Although not constant, she never has held back on outlining her early exploits to either me or anyone she might deem an appropriate audience.
Some of the greatest hits, I'll try not to bore you too much with them, along with my editorials;
First and utmost, her losing her virginity to her first real boyfriend, in her bedroom, next to the living room where her drunk dad was watching soccer. It will be mentioned that he had the biggest dong she had or ever will see in person. Oh, did she mention it was on a crappy, squeaky, futon bed. It wasn't quickie either since he was so big... Yeah. this is fun info, I'm not, what I have NOW come to realize the smallest in the crowed but it took me a great while not to be insecure about it.

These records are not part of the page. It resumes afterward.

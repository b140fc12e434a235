//! Core type definitions for the desktop window manager
//!
//! This module centralizes type aliases used throughout the crate
//! for consistency and discoverability.

/// Unique window identifier
///
/// Windows are identified by a monotonically increasing 64-bit integer.
/// Window IDs are never reused within a `WindowManager` instance.
pub type WindowId = u64;

/// Stacking order value
///
/// Drawn from the registry's monotonic counter; a larger value paints later.
pub type ZIndex = u64;
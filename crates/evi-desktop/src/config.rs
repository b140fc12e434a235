//! Desktop configuration
//!
//! Every tunable of the window manager lives here. The defaults match the
//! stock desktop; hosts may override any subset through JSON.

use serde::{Deserialize, Serialize};

use crate::error::{DesktopError, DesktopResult};
use crate::math::{Size, Vec2};

/// Frame metrics used for hit testing window chrome
#[derive(Clone, Copy, Debug, PartialEq, Serialize, Deserialize)]
#[serde(default)]
pub struct FrameMetrics {
    /// Height of the draggable title bar
    pub title_bar_height: f32,
    /// Thickness of the resize handle band straddling each edge
    pub resize_handle_size: f32,
    /// Width of the button strip at the right end of the title bar
    pub controls_width: f32,
}

impl Default for FrameMetrics {
    fn default() -> Self {
        Self {
            title_bar_height: 32.0,
            resize_handle_size: 8.0,
            controls_width: 96.0,
        }
    }
}

/// Window manager configuration
#[derive(Clone, Debug, PartialEq, Serialize, Deserialize)]
#[serde(default)]
pub struct DesktopConfig {
    /// Distance from a surface edge within which a move triggers a snap
    pub snap_margin: f32,
    /// Smallest size a resize may produce
    pub min_size: Size,
    /// Size of newly opened windows
    pub default_size: Size,
    /// Position of the first spawned window
    pub cascade_origin: Vec2,
    /// Offset applied on both axes for each successive spawn
    pub cascade_step: f32,
    /// Number of spawns before the cascade wraps back to the origin
    pub cascade_cycle: u32,
    /// Value of the z-order counter before any window is focused
    pub base_z_index: u32,
    /// Delay between the pointer leaving the snap menu and the menu closing
    pub menu_close_delay_ms: f64,
    /// Window chrome metrics
    pub frame: FrameMetrics,
}

impl Default for DesktopConfig {
    fn default() -> Self {
        Self {
            snap_margin: 20.0,
            min_size: Size::new(300.0, 200.0),
            default_size: Size::new(700.0, 550.0),
            cascade_origin: Vec2::new(50.0, 50.0),
            cascade_step: 30.0,
            cascade_cycle: 8,
            base_z_index: 10,
            menu_close_delay_ms: 300.0,
            frame: FrameMetrics::default(),
        }
    }
}

impl DesktopConfig {
    /// Parse a JSON override; missing fields keep their defaults
    pub fn from_json(json: &str) -> DesktopResult<Self> {
        let config: DesktopConfig = serde_json::from_str(json)?;
        config.validate()?;
        Ok(config)
    }

    /// Reject values the engine cannot work with
    pub fn validate(&self) -> DesktopResult<()> {
        if self.snap_margin < 0.0 {
            return Err(DesktopError::InvalidConfig {
                field: "snap_margin",
                reason: "must not be negative",
            });
        }
        if self.min_size.width <= 0.0 || self.min_size.height <= 0.0 {
            return Err(DesktopError::InvalidConfig {
                field: "min_size",
                reason: "must be positive",
            });
        }
        if !self.default_size.fits(self.min_size) {
            return Err(DesktopError::InvalidConfig {
                field: "default_size",
                reason: "must be at least min_size",
            });
        }
        if self.cascade_cycle == 0 {
            return Err(DesktopError::InvalidConfig {
                field: "cascade_cycle",
                reason: "must be at least 1",
            });
        }
        if self.menu_close_delay_ms < 0.0 {
            return Err(DesktopError::InvalidConfig {
                field: "menu_close_delay_ms",
                reason: "must not be negative",
            });
        }
        Ok(())
    }
}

Especially with this bit of her personal trivia. She has also used the excuse not to do anything because she is uncomfortable with others in the house.
Second, her ex-husband that literally walked out on her and their then 1 year old kid, has had absolutely zero contact in at least 20 years, was also bigger than me... Again, good to know, thanks. See above.

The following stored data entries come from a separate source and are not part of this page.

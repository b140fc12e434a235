//! Window manager and snap-layout engine for the Evicamp desktop
//!
//! This crate provides the in-page desktop that hosts the business modules:
//! - Window registry (open, close, focus, z-order, one window per category)
//! - Move/resize drag state machine with minimum-size clamping
//! - Edge/corner snap preview and named snap layouts
//! - Hover snap menu with a deterministic close timer
//! - The desktop surface coordinate frame and render list
//!
//! ## Architecture
//!
//! - [`math`]: Core geometry types (`Vec2`, `Size`, `Rect`)
//! - [`window`]: Window entities and the [`WindowManager`] registry
//! - [`input`]: Drag state machine and resize geometry
//! - [`snap`]: Snap layouts, proximity detection and snap commits
//! - [`menu`]: Hover snap menu timing
//! - [`surface`]: Surface client box and render frames
//!
//! ## Example
//!
//! ```rust
//! use evi_desktop::{DesktopEngine, SnapLayout};
//!
//! let mut engine = DesktopEngine::new();
//! engine.set_surface(0.0, 0.0, 1280.0, 720.0);
//!
//! let sales = engine.open_window("sales", "Sales");
//! engine.apply_snap(sales, SnapLayout::Left);
//!
//! let frame = engine.frame();
//! assert_eq!(frame.windows.len(), 1);
//! ```
//!
//! ## Design Principles
//!
//! 1. **Pure Rust Core**: All state management is pure Rust, testable without browser
//! 2. **Time Abstraction**: The menu timer takes the current time as an argument
//! 3. **Total Operations**: Unknown window ids are no-ops, never errors

pub mod config;
pub mod input;
pub mod math;
pub mod menu;
pub mod snap;
pub mod surface;
pub mod window;

mod engine;
mod error;
mod types;

// WASM exports (only available with "wasm" feature)
#[cfg(feature = "wasm")]
mod wasm;
#[cfg(feature = "wasm")]
pub use wasm::*;

// Re-export core types for convenience
pub use config::{DesktopConfig, FrameMetrics};
pub use engine::DesktopEngine;
pub use error::{DesktopError, DesktopResult};
pub use input::{DragState, InputResult, InputRouter, ResizeDirection};
pub use math::{Rect, Size, Vec2};
pub use menu::SnapMenu;
pub use snap::{SnapLayout, SnapPreview};
pub use surface::{DesktopSurface, OverlayFrame, SurfaceFrame, WindowFrame};
pub use types::{WindowId, ZIndex};
pub use window::{Category, Window, WindowManager, WindowRegion};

Third, between Mr. Hung and Mr. Loser she wasn't shy with guys and boyfriends. She enjoyed "making their day" without hesitation or prompting. This nugget was dropped on me very recently; "I loved when I would out of the blue stop in the middle of a conversation and ask 'Has anyone ever sucked your dick?' and then do it." Along with other fun things to make things exciting... She won't barely touch me or speak to me about sex in any way playful. Never really has besides just after we met, which wasn't that much later in life, she was only 20, and it wasn't anything this fun or spontaneous. Being an outsider in a conservative community I never in a million years would have had that opportunity. Yeah, I guess I'm a bit jealous.
Fourth, she likes to talk about how she gets turned on by other men, celebrities, TV/movie characters, acquaintances, guys at or around work, that guy she saw at the mall, etc.... Really? Will you just stop. We haven't had more than duty sex in longer than I can remember.
Fifth, she actually said "I liked it when I could just whisper in your ear about having sex and you'd get rock hard. Doesn't happen anymore."... When was the last time you even tried that, seriously? I do recall it WAY BACK but I don't recall it happening in modern history. I'm not a spring chicken any more but if you actually tried it again put just the slightest increase of effort into it you would be greatly rewarded.
I'll stop there in the interest of not rambling on but these are the chart toppers.
I guess the reason for this post is. Because she likes to talk about these things, not constantly but often enough to keep it from being forgotten, I've always felt even more left out and neglected. Not to mention the embarrassment and humiliation if this is an occasion with more of an audience than me. Giving the impression things are still wild in that department. It's all I can do sometimes to bite my tongue and not make a scene. Instead having to act like it's funny, etc.
The latest round of the above and a few other things have just made me more aware of the fact and it's been stewing. I just needed to get this off my chest and I thank you for letting me do it here.
TLDR; She used to be wild and likes to talk about it and is nothing close to that with me. I've become more aware that makes our DB even harder for me.